____ Data

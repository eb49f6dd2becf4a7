//! Temperature anomaly rules
//!
//! Per channel: invalid reading, absolute limits, deviation from the bank
//! median. Between consecutive cycles: abnormal rise, lag behind the bank's
//! median rise, sudden disconnection. The detector is stateless; the caller
//! owns the previous-cycle history.

use crate::alerts::{Alert, AlertKind};
use crate::banks::BankLayout;
use crate::calibration::median;
use crate::config::TemperatureConfig;
use serde::Serialize;

/// Rule thresholds
#[derive(Debug, Clone, Copy, PartialEq)]
pub struct Thresholds {
    pub valid_min: f64,
    pub high: f64,
    pub low: f64,
    pub abs_deviation: f64,
    pub rel_deviation: f64,
    pub rise: f64,
    pub lag: f64,
}

impl From<&TemperatureConfig> for Thresholds {
    fn from(c: &TemperatureConfig) -> Self {
        Self {
            valid_min: c.valid_min,
            high: c.high_threshold,
            low: c.low_threshold,
            abs_deviation: c.abs_deviation_threshold,
            rel_deviation: c.deviation_threshold,
            rise: c.rise_threshold,
            lag: c.disconnection_lag_threshold,
        }
    }
}

/// Median of each bank's valid calibrated temperatures
pub fn bank_medians(calibrated: &[Option<f64>], layout: &BankLayout) -> Vec<Option<f64>> {
    layout
        .split(calibrated)
        .into_iter()
        .map(|bank| {
            let valid: Vec<f64> = bank.iter().flatten().copied().collect();
            median(&valid)
        })
        .collect()
}

/// One cycle's temperature data
#[derive(Debug, Clone, PartialEq, Serialize)]
pub struct TemperatureFrame {
    pub raw: Vec<f64>,
    pub calibrated: Vec<Option<f64>>,
    pub bank_medians: Vec<Option<f64>>,
}

impl TemperatureFrame {
    pub fn new(raw: Vec<f64>, calibrated: Vec<Option<f64>>, layout: &BankLayout) -> Self {
        let bank_medians = bank_medians(&calibrated, layout);
        Self {
            raw,
            calibrated,
            bank_medians,
        }
    }
}

/// Previous successful cycle
#[derive(Debug, Clone, PartialEq, Serialize)]
pub struct TemperatureHistory {
    pub calibrated: Vec<Option<f64>>,
    pub bank_medians: Vec<Option<f64>>,
}

impl From<&TemperatureFrame> for TemperatureHistory {
    fn from(frame: &TemperatureFrame) -> Self {
        Self {
            calibrated: frame.calibrated.clone(),
            bank_medians: frame.bank_medians.clone(),
        }
    }
}

/// Evaluates every rule over a frame
#[derive(Debug, Clone)]
pub struct AnomalyDetector {
    thresholds: Thresholds,
    layout: BankLayout,
}

impl AnomalyDetector {
    pub const fn new(thresholds: Thresholds, layout: BankLayout) -> Self {
        Self { thresholds, layout }
    }

    pub const fn thresholds(&self) -> &Thresholds {
        &self.thresholds
    }

    /// All alerts raised by `frame`, before repeat suppression
    pub fn evaluate(
        &self,
        frame: &TemperatureFrame,
        previous: Option<&TemperatureHistory>,
    ) -> Vec<Alert> {
        let mut alerts = Vec::new();
        self.check_levels(frame, &mut alerts);
        if let Some(prev) = previous {
            self.check_changes(frame, prev, &mut alerts);
        }
        alerts
    }

    fn check_levels(&self, frame: &TemperatureFrame, alerts: &mut Vec<Alert>) {
        let t = &self.thresholds;
        for (i, &raw) in frame.raw.iter().enumerate() {
            let ch = i + 1;
            let bank = self.layout.bank_for_channel(ch).unwrap_or(0);

            if raw <= t.valid_min {
                alerts.push(Alert::channel(
                    bank,
                    ch,
                    AlertKind::Invalid,
                    format!("{:.1} <= {}", raw, t.valid_min),
                ));
                continue;
            }
            let Some(calib) = frame.calibrated.get(i).copied().flatten() else {
                continue;
            };

            if calib > t.high {
                alerts.push(Alert::channel(
                    bank,
                    ch,
                    AlertKind::HighTemperature,
                    format!("{:.1}°C > {}°C", calib, t.high),
                ));
            }
            if calib < t.low {
                alerts.push(Alert::channel(
                    bank,
                    ch,
                    AlertKind::LowTemperature,
                    format!("{:.1}°C < {}°C", calib, t.low),
                ));
            }

            let Some(bank_median) = bank
                .checked_sub(1)
                .and_then(|b| frame.bank_medians.get(b).copied().flatten())
            else {
                continue;
            };
            let abs_dev = (calib - bank_median).abs();
            let rel_dev = if bank_median == 0.0 {
                0.0
            } else {
                abs_dev / bank_median.abs()
            };
            if abs_dev > t.abs_deviation || rel_dev > t.rel_deviation {
                alerts.push(Alert::channel(
                    bank,
                    ch,
                    AlertKind::Deviation,
                    format!(
                        "abs {:.1}°C or {:.2}% from bank median {:.1}°C",
                        abs_dev,
                        rel_dev * 100.0,
                        bank_median
                    ),
                ));
            }
        }
    }

    fn check_changes(
        &self,
        frame: &TemperatureFrame,
        prev: &TemperatureHistory,
        alerts: &mut Vec<Alert>,
    ) {
        let t = &self.thresholds;
        for bank in 1..=self.layout.bank_count() {
            let median_rise = match (
                frame.bank_medians.get(bank - 1).copied().flatten(),
                prev.bank_medians.get(bank - 1).copied().flatten(),
            ) {
                (Some(now), Some(before)) => Some(now - before),
                _ => None,
            };

            for ch in self.layout.channels(bank) {
                let current = frame.calibrated.get(ch - 1).copied().flatten();
                let previous = prev.calibrated.get(ch - 1).copied().flatten();

                match (current, previous) {
                    (Some(now), Some(before)) => {
                        let rise = now - before;
                        if rise > t.rise {
                            alerts.push(Alert::channel(
                                bank,
                                ch,
                                AlertKind::AbnormalRise,
                                format!("{:.1}°C since last cycle", rise),
                            ));
                        }
                        if let Some(group) = median_rise {
                            if (rise - group).abs() > t.lag {
                                alerts.push(Alert::channel(
                                    bank,
                                    ch,
                                    AlertKind::GroupLag,
                                    format!("channel rise {:.1}°C vs bank {:.1}°C", rise, group),
                                ));
                            }
                        }
                    }
                    (None, Some(before)) => alerts.push(Alert::channel(
                        bank,
                        ch,
                        AlertKind::SuddenDisconnection,
                        format!("was {:.1}°C, now invalid", before),
                    )),
                    _ => {}
                }
            }
        }
    }
}

#[cfg(test)]
mod tests {
    use super::*;

    fn layout() -> BankLayout {
        BankLayout::from_ranges(&[[1, 4], [5, 8]], 8).unwrap()
    }

    fn detector() -> AnomalyDetector {
        AnomalyDetector::new(Thresholds::from(&TemperatureConfig::default()), layout())
    }

    fn frame(raw: &[f64]) -> TemperatureFrame {
        let calibrated = raw.iter().map(|&r| (r > 0.0).then_some(r)).collect();
        TemperatureFrame::new(raw.to_vec(), calibrated, &layout())
    }

    fn kinds(alerts: &[Alert]) -> Vec<(usize, AlertKind)> {
        alerts
            .iter()
            .map(|a| (a.channel.unwrap_or(0), a.kind))
            .collect()
    }

    #[test]
    fn quiet_pack_raises_nothing() {
        let f = frame(&[25.0; 8]);
        assert!(detector().evaluate(&f, None).is_empty());
    }

    #[test]
    fn deviation_boundary_is_exclusive() {
        // Bank median stays 25.0; 27.0 is exactly the absolute threshold
        let at = frame(&[25.0, 25.0, 25.0, 27.0, 25.0, 25.0, 25.0, 25.0]);
        assert_eq!(at.bank_medians[0], Some(25.0));
        assert!(detector().evaluate(&at, None).is_empty());

        let above = frame(&[25.0, 25.0, 25.0, 28.0, 25.0, 25.0, 25.0, 25.0]);
        assert_eq!(
            kinds(&detector().evaluate(&above, None)),
            vec![(4, AlertKind::Deviation)]
        );
    }

    #[test]
    fn relative_deviation_alone_triggers() {
        // 1.5 abs (below 2.0) but 15% of a 10.0 median
        let f = frame(&[10.0, 10.0, 10.0, 11.5, 25.0, 25.0, 25.0, 25.0]);
        assert_eq!(kinds(&detector().evaluate(&f, None)), vec![(4, AlertKind::Deviation)]);
    }

    #[test]
    fn invalid_reading_skips_other_level_checks() {
        let f = frame(&[25.0, 0.0, 25.0, 61.0, 25.0, 25.0, 25.0, 25.0]);
        let k = kinds(&detector().evaluate(&f, None));
        assert_eq!(
            k,
            vec![
                (2, AlertKind::Invalid),
                (4, AlertKind::HighTemperature),
                (4, AlertKind::Deviation),
            ]
        );
    }

    #[test]
    fn empty_bank_has_no_median() {
        let f = frame(&[0.0, 0.0, 0.0, 0.0, 25.0, 25.0, 25.0, 25.0]);
        assert_eq!(f.bank_medians, vec![None, Some(25.0)]);
        let k = kinds(&detector().evaluate(&f, None));
        assert_eq!(k.len(), 4);
        assert!(k.iter().all(|(_, kind)| *kind == AlertKind::Invalid));
    }

    #[test]
    fn rise_lag_and_disconnection() {
        let d = detector();
        let before = frame(&[25.0; 8]);
        let history = TemperatureHistory::from(&before);

        let now = frame(&[25.2, 25.2, 25.2, 27.6, 25.0, 0.0, 25.0, 25.0]);
        let k = kinds(&d.evaluate(&now, Some(&history)));
        assert!(k.contains(&(4, AlertKind::AbnormalRise)));
        // bank 1 median rise is 0.2; channel 4 rose 2.6
        assert!(k.contains(&(4, AlertKind::GroupLag)));
        assert!(k.contains(&(6, AlertKind::SuddenDisconnection)));
        assert!(k.contains(&(6, AlertKind::Invalid)));
        assert!(!k.iter().any(|(ch, _)| *ch == 1 || *ch == 5));
    }

    #[test]
    fn first_cycle_skips_change_rules() {
        let f = frame(&[25.0, 25.0, 25.0, 25.0, 25.0, 0.0, 25.0, 25.0]);
        let k = kinds(&detector().evaluate(&f, None));
        assert_eq!(k, vec![(6, AlertKind::Invalid)]);
    }
}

________

Working through the records above, copy each line in which "TemperatureFrame" is found.

__Final answer__
pub struct TemperatureFrame {
impl TemperatureFrame {
impl From<&TemperatureFrame> for TemperatureHistory {
    fn from(frame: &TemperatureFrame) -> Self {
        frame: &TemperatureFrame,
    fn check_levels(&self, frame: &TemperatureFrame, alerts: &mut Vec<Alert>) {
        frame: &TemperatureFrame,
    fn frame(raw: &[f64]) -> TemperatureFrame {
        TemperatureFrame::new(raw.to_vec(), calibrated, &layout())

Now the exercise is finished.